◆ **Task prompt**: From the material below, give the number of lines that hold the string "server" and nothing further.

◆ **Records for processing**:

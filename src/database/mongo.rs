//! MongoDB database wrapper.

use mongodb::{Client, Collection, options::ClientOptions};
use tracing::info;

/// Database wrapper for MongoDB operations.
#[derive(Debug, Clone)]
pub struct Database {
    db: mongodb::Database,
}

impl Database {
    /// Connect to MongoDB and verify the server answers a ping.
    ///
    /// # Errors
    /// Returns error if the URI is invalid or the server is unreachable.
    pub async fn connect(uri: &str, db_name: &str) -> anyhow::Result<Self> {
        let mut options = ClientOptions::parse(uri).await?;
        options.app_name = Some("concierge".to_string());
        let client = Client::with_options(options)?;

        client
            .database("admin")
            .run_command(mongodb::bson::doc! { "ping": 1 })
            .await?;

        info!(database = db_name, "Connected to MongoDB");

        Ok(Self {
            db: client.database(db_name),
        })
    }

    /// Get a typed collection from the database.
    pub fn collection<T: Send + Sync>(&self, name: &str) -> Collection<T> {
        self.db.collection(name)
    }
}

◆ **Task response**: 2